This Option may be exercised by delivering to the Stock Plan Administrator at the Company’s head office a written or electronic notice stating the number of Shares as to which the Option is exercised or by any other method the Committee has approved. The notice must be accompanied by the payment of the full Option exercise price of such Shares. Exercise shall not be deemed to have occurred unless and until Consultant has delivered to the Company (or its authorized representative) an approved notice of exercise, full payment of the exercise price for the Shares being exercised and payment of any applicable withholding taxes in accordance with Section 8 below. Payment of the Option exercise price may be in cash (including check or wire transfer), consideration received by the Company under a broker-assisted sale and remittance program acceptable to the Committee, subject to the Company’s discretion to refuse for any reason and at any time to accept such consideration and subject to any conditions or limitations established by the Committee, other Shares held by the Participant which have a Fair Market Value on the date of surrender equal to the aggregate exercise price of the Shares as to which said Option shall be exercised, reduction in the amount of any Company liability to the Consultant, including any liability attributable to the Consultant’s participation in any Company-sponsored deferred compensation program or arrangement, such other consideration and method of payment for the issuance of Shares to the extent permitted by Applicable Laws or a combination of the foregoing methods of payment. The Consultant may also pay the exercise price of this Option through the Consultant’s E*Trade Optionslink account. For questions, contact the Stock Plan Administrator at the Company.

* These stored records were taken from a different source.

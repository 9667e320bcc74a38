use std::time::Duration;

use anyhow::Result;
use diesel::{
    Connection, PgConnection,
    connection::CacheSize,
    r2d2::{ConnectionManager, CustomizeConnection, Error as R2d2Error, Pool},
};

// Statement caching breaks behind transaction-mode poolers (pgbouncer).
#[derive(Debug, Default)]
struct DisablePreparedStatements;

impl CustomizeConnection<PgConnection, R2d2Error> for DisablePreparedStatements {
    fn on_acquire(&self, conn: &mut PgConnection) -> std::result::Result<(), R2d2Error> {
        conn.set_prepared_statement_cache_size(CacheSize::Disabled);
        Ok(())
    }
}

pub type PgPoolSquad = Pool<ConnectionManager<PgConnection>>;

#[derive(Debug, Clone)]
pub struct PoolSettings {
    pub max_size: u32,
    pub connection_timeout: Duration,
}

impl Default for PoolSettings {
    fn default() -> Self {
        Self {
            max_size: 10,
            connection_timeout: Duration::from_secs(5),
        }
    }
}

pub fn establish_connection(database_url: &str, settings: PoolSettings) -> Result<PgPoolSquad> {
    let manager = ConnectionManager::<PgConnection>::new(database_url);
    let pool = Pool::builder()
        .max_size(settings.max_size)
        .connection_timeout(settings.connection_timeout)
        .connection_customizer(Box::new(DisablePreparedStatements))
        .build(manager)?;
    Ok(pool)
}
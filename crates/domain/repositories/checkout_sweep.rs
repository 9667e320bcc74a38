use anyhow::Result;
use async_trait::async_trait;
use chrono::{DateTime, Utc};
use mockall::automock;
use uuid::Uuid;

use crate::domain::entities::payments::PaymentEntity;

#[automock]
#[async_trait]
pub trait CheckoutSweepRepository {
    async fn list_stale_pending_payments(
        &self,
        created_before: DateTime<Utc>,
        limit: Option<i64>,
    ) -> Result<Vec<PaymentEntity>>;

    /// Fails the payment and cancels its subscription, both only if still pending.
    /// Returns `false` when the payment had already been resolved.
    async fn abandon_pending_checkout(
        &self,
        payment_id: Uuid,
        subscription_id: Uuid,
        reason: &str,
    ) -> Result<bool>;

    /// Cancels pending subscriptions created before `created_before` whose payment already failed,
    /// e.g. after a gateway initiation failure. Returns the row count.
    async fn cancel_orphaned_subscriptions(
        &self,
        created_before: DateTime<Utc>,
        now: DateTime<Utc>,
    ) -> Result<usize>;

    /// Marks active subscriptions whose `end_date` has passed as expired. Returns the row count.
    async fn expire_lapsed_subscriptions(&self, now: DateTime<Utc>) -> Result<usize>;
}
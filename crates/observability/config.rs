use std::env;

use tracing::Level;
use url::Url;

#[derive(Debug, Clone)]
pub(crate) struct AlertContext {
    pub(crate) service: String,
    pub(crate) stage: String,
    pub(crate) component: String,
}

#[derive(Debug, Clone)]
pub(crate) struct DiscordSettings {
    pub(crate) webhook_url: Url,
    pub(crate) min_level: Level,
}

#[derive(Debug, Clone)]
pub(crate) struct ObservabilityConfig {
    pub(crate) context: AlertContext,
    pub(crate) discord: Option<DiscordSettings>,
    /// Logged once tracing is up.
    pub(crate) warnings: Vec<String>,
}

impl ObservabilityConfig {
    pub(crate) fn from_env(component: &str) -> Self {
        Self::from_lookup(component, |key| env::var(key).ok())
    }

    fn from_lookup(component: &str, lookup: impl Fn(&str) -> Option<String>) -> Self {
        let non_empty = |key: &str| lookup(key).filter(|value| !value.trim().is_empty());

        let component = component.trim().to_string();
        let context = AlertContext {
            service: non_empty("SERVICE_NAME").unwrap_or_else(|| format!("audiostory-{component}")),
            stage: non_empty("STAGE").unwrap_or_else(|| "local".to_string()),
            component,
        };

        let mut warnings = Vec::new();
        let enabled = match non_empty("DISCORD_NOTIFY_ENABLED") {
            Some(raw) => parse_flag(&raw).unwrap_or_else(|| {
                warnings.push(format!(
                    "DISCORD_NOTIFY_ENABLED has unrecognized value {raw:?}; treating as enabled"
                ));
                true
            }),
            None => true,
        };

        let discord = match (enabled, non_empty("DISCORD_WEBHOOK_URL")) {
            (true, Some(raw)) => match Url::parse(raw.trim()) {
                Ok(webhook_url) => {
                    let min_level = match non_empty("DISCORD_NOTIFY_LEVEL") {
                        Some(raw) => parse_level(&raw).unwrap_or_else(|| {
                            warnings.push(format!(
                                "DISCORD_NOTIFY_LEVEL has unrecognized value {raw:?}; using error"
                            ));
                            Level::ERROR
                        }),
                        None => Level::ERROR,
                    };
                    Some(DiscordSettings {
                        webhook_url,
                        min_level,
                    })
                }
                Err(err) => {
                    // The URL embeds a secret; only the parse error is reported.
                    warnings.push(format!("DISCORD_WEBHOOK_URL is not a valid url ({err})"));
                    None
                }
            },
            _ => None,
        };

        Self {
            context,
            discord,
            warnings,
        }
    }
}

fn parse_level(raw: &str) -> Option<Level> {
    match raw.trim().to_ascii_lowercase().as_str() {
        "error" => Some(Level::ERROR),
        "warn" | "warning" => Some(Level::WARN),
        "info" => Some(Level::INFO),
        _ => None,
    }
}

fn parse_flag(raw: &str) -> Option<bool> {
    match raw.trim().to_ascii_lowercase().as_str() {
        "1" | "true" | "yes" | "on" => Some(true),
        "0" | "false" | "no" | "off" => Some(false),
        _ => None,
    }
}
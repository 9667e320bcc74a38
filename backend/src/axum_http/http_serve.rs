use crate::{
    axum_http::{default_routers, routers},
    config::config_model::DotEnvyConfig,
};
use anyhow::Result;
use axum::{
    Router,
    http::{
        Method,
        header::{AUTHORIZATION, CONTENT_TYPE},
    },
    routing::get,
};
use crates::{
    domain::repositories::payments::PaymentRepository,
    infra::db::{
        postgres::postgres_connection::PgPoolSquad, repositories::payments::PaymentPostgres,
    },
    payments::{
        zarinpal_client::{ZarinpalApi, ZarinpalClient, ZarinpalConfig},
        zarinpal_gateway::ZarinpalGateway,
    },
};
use std::{net::SocketAddr, sync::Arc, time::Duration};
use tokio::net::TcpListener;
use tower_http::{
    cors::{Any, CorsLayer},
    limit::RequestBodyLimitLayer,
    timeout::TimeoutLayer,
    trace::TraceLayer,
};
use tracing::{error, info};

pub async fn start(config: Arc<DotEnvyConfig>, db_pool: Arc<PgPoolSquad>) -> Result<()> {
    let gateway = Arc::new(zarinpal_gateway(&config, Arc::clone(&db_pool))?);

    let app = Router::new()
        .fallback(default_routers::not_found)
        .nest(
            "/api/v1/checkout",
            routers::checkout::routes(
                Arc::clone(&db_pool),
                Arc::clone(&config),
                Arc::clone(&gateway),
            ),
        )
        .nest(
            "/payment",
            routers::payments::routes(
                Arc::clone(&db_pool),
                Arc::clone(&config),
                Arc::clone(&gateway),
            ),
        )
        .route("/api/v1/health-check", get(default_routers::health_check))
        .layer(TimeoutLayer::new(Duration::from_secs(
            config.backend_server.timeout,
        )))
        .layer(RequestBodyLimitLayer::new(
            (config.backend_server.body_limit * 1024 * 1024).try_into()?,
        ))
        .layer(
            CorsLayer::new()
                .allow_methods([Method::GET, Method::POST])
                .allow_headers([AUTHORIZATION, CONTENT_TYPE])
                .allow_origin(Any),
        )
        .layer(TraceLayer::new_for_http());

    let addr = SocketAddr::from(([0, 0, 0, 0], config.backend_server.port));
    let listener = TcpListener::bind(addr).await?;

    info!("Server is running on port {}", config.backend_server.port);
    axum::serve(listener, app)
        .with_graceful_shutdown(shutdown_signal())
        .await?;

    Ok(())
}

fn zarinpal_gateway(config: &DotEnvyConfig, db_pool: Arc<PgPoolSquad>) -> Result<ZarinpalGateway> {
    let client = ZarinpalClient::new(ZarinpalConfig {
        merchant_id: config.gateway.merchant_id.clone(),
        api_base: config.gateway.api_base.clone(),
        start_pay_base: config.gateway.start_pay_base.clone(),
        timeout: Duration::from_secs(config.gateway.timeout_seconds),
    })?;

    let api: Arc<dyn ZarinpalApi + Send + Sync> = Arc::new(client);
    let payments: Arc<dyn PaymentRepository + Send + Sync> =
        Arc::new(PaymentPostgres::new(db_pool));

    Ok(ZarinpalGateway::new(
        api,
        payments,
        config.gateway.callback_url.clone(),
    ))
}

async fn shutdown_signal() {
    let ctrl_c = async {
        if let Err(err) = tokio::signal::ctrl_c().await {
            error!(error = ?err, "Failed to install CTRL+C signal handler");
            std::future::pending::<()>().await;
        }
    };

    #[cfg(unix)]
    let terminate = async {
        match tokio::signal::unix::signal(tokio::signal::unix::SignalKind::terminate()) {
            Ok(mut signal) => {
                signal.recv().await;
            }
            Err(err) => {
                error!(error = ?err, "Failed to install SIGTERM handler");
                std::future::pending::<()>().await;
            }
        }
    };

    #[cfg(not(unix))]
    let terminate = std::future::pending::<()>();

    tokio::select! {
        _ = ctrl_c => info!("Received ctrl+C signal"),
        _ = terminate => info!("Received terminate signal"),
    }
}
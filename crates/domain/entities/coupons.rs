use chrono::{DateTime, Utc};
use diesel::prelude::*;
use uuid::Uuid;

use crate::infra::db::postgres::schema::coupons;

#[derive(Debug, Clone, PartialEq, Eq, Identifiable, Selectable, Queryable)]
#[diesel(table_name = coupons)]
pub struct CouponEntity {
    pub id: Uuid,
    pub code: String,
    pub discount_type: String,
    pub discount_value: i64,
    pub max_discount_amount: Option<i64>,
    pub usage_limit: Option<i32>,
    pub times_used: i32,
    pub starts_at: Option<DateTime<Utc>>,
    pub expires_at: Option<DateTime<Utc>>,
    pub is_active: bool,
    pub created_at: DateTime<Utc>,
}
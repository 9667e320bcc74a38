use chrono::{DateTime, SecondsFormat, Utc};
use url::form_urlencoded;
use uuid::Uuid;

pub struct SuccessDeepLink<'a> {
    pub scheme: &'a str,
    pub subscription_id: Uuid,
    pub amount: i64,
    pub transaction_id: &'a str,
    pub timestamp: DateTime<Utc>,
    pub episode_id: Option<&'a str>,
}

impl SuccessDeepLink<'_> {
    /// `{scheme}://payment/success?success=true&subscription_id=..&amount=..&transaction_id=..&timestamp=..[&episode_id=..]`
    pub fn to_url(&self) -> String {
        let mut query = form_urlencoded::Serializer::new(String::new());
        query
            .append_pair("success", "true")
            .append_pair("subscription_id", &self.subscription_id.to_string())
            .append_pair("amount", &self.amount.to_string())
            .append_pair("transaction_id", self.transaction_id)
            .append_pair(
                "timestamp",
                &self.timestamp.to_rfc3339_opts(SecondsFormat::Secs, true),
            );
        if let Some(episode_id) = self.episode_id {
            query.append_pair("episode_id", episode_id);
        }

        format!("{}://payment/success?{}", self.scheme, query.finish())
    }
}

/// Appends percent-encoded query pairs to an absolute URL or a bare path.
pub fn with_query(base: &str, pairs: &[(&str, &str)]) -> String {
    let mut query = form_urlencoded::Serializer::new(String::new());
    for (key, value) in pairs {
        query.append_pair(key, value);
    }
    let query = query.finish();

    if query.is_empty() {
        return base.to_string();
    }

    let separator = match base.split_once('?') {
        Some((_, existing)) if existing.is_empty() || existing.ends_with('&') => "",
        Some(_) => "&",
        None => "?",
    };
    format!("{base}{separator}{query}")
}

#[cfg(test)]
mod tests {
    use super::*;
    use chrono::TimeZone;

    #[test]
    fn deep_link_has_expected_shape() {
        let subscription_id = Uuid::parse_str("7f1c2b5e-3a44-4f0e-9a51-2f5d1f6e9b10").unwrap();
        let link = SuccessDeepLink {
            scheme: "audiostory",
            subscription_id,
            amount: 0,
            transaction_id: "FREE-abc",
            timestamp: Utc.with_ymd_and_hms(2024, 3, 20, 8, 30, 0).unwrap(),
            episode_id: Some("ep 12"),
        };

        assert_eq!(
            link.to_url(),
            "audiostory://payment/success?success=true\
             &subscription_id=7f1c2b5e-3a44-4f0e-9a51-2f5d1f6e9b10\
             &amount=0&transaction_id=FREE-abc\
             &timestamp=2024-03-20T08%3A30%3A00Z&episode_id=ep+12"
        );
    }

    #[test]
    fn episode_is_omitted_when_absent() {
        let link = SuccessDeepLink {
            scheme: "audiostory",
            subscription_id: Uuid::new_v4(),
            amount: 900_000,
            transaction_id: "TXN-1",
            timestamp: Utc::now(),
            episode_id: None,
        };

        let url = link.to_url();
        assert!(url.starts_with("audiostory://payment/success?success=true&"));
        assert!(url.contains("&amount=900000&"));
        assert!(!url.contains("episode_id"));
    }

    #[test]
    fn query_is_appended_with_the_right_separator() {
        assert_eq!(
            with_query("/payment/failure", &[("message", "card declined")]),
            "/payment/failure?message=card+declined"
        );
        assert_eq!(
            with_query("https://shop.example/done?lang=fa", &[("payment_id", "42")]),
            "https://shop.example/done?lang=fa&payment_id=42"
        );
    }
}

6.Termination of Service Relationship.
All rights of Consultant in this Option, to the extent that it has not previously become vested and been exercised, shall terminate upon Consultant’s Termination of Service Relationship except as set forth in this Section 6. The portion of the Option that relates to any Shares that were unvested and unexercisable as of the date of Consultant’s Termination of Service Relationship shall terminate and expire effective immediately upon such date. With respect to the vested and exercisable portion of the Option, and subject to the final sentence of this Section 6:
(i) In the event of Termination of Service Relationship other than as a result of the Consultant’s death or disability, Consultant shall have three months to exercise the Option as to the Shares subject to the Option that were vested and exercisable as of the date of Termination of Service Relationship; provided that if during any part of such three month period, the Option is not exercisable because the issuance of the Shares would violate the registration requirements under the Securities Act, the Option shall not expire until the Option shall have been exercisable for an aggregate of three months after the date of Termination of Service Relationship; provided further that if during any part of such three month period, the Shares issued upon exercise of the Option may not be sold because Consultant has material nonpublic information regarding the Company or is otherwise subject to a trading blackout period under the Company’s Insider Trading Policy, the Option shall not expire until Consultant shall have had an aggregate of three months after the date of Termination of Service Relationship during which Consultant can sell the Shares without being subject to such restrictions arising under insider trading laws or Company policy; provided further that if on the date of Termination of Service Relationship, the Consultant is not vested as to his or her entire Option, the Shares covered by the unvested portion of the Option shall revert to the Plan; provided further that if after Termination of Service Relationship, the Consultant does not exercise his or her Option within the time specified by the Committee, the Option shall terminate and the Shares covered by such Option shall revert to the Plan and provided further that notwithstanding the foregoing, in no event may this Option be exercised later than the expiration of the term of such Option as set forth in the Notice of Grant; and
(ii) In the event of Termination of Service Relationship as a result of Consultant’s death or disability (including a Total and Permanent Disability), Consultant shall have twelve (12) months following the date of
4
Termination of Service Relationship to exercise the Option as to the Shares subject to the Option that were vested and exercisable as of the date of Termination of Service Relationship. In the event of Consultant’s death while Consultant has a service relationship with the Company, an additional amount of Options equal to one (1) year of vesting shall immediately vest and remain exercisable for twelve (12) months following Consultant’s Termination of Service Relationship.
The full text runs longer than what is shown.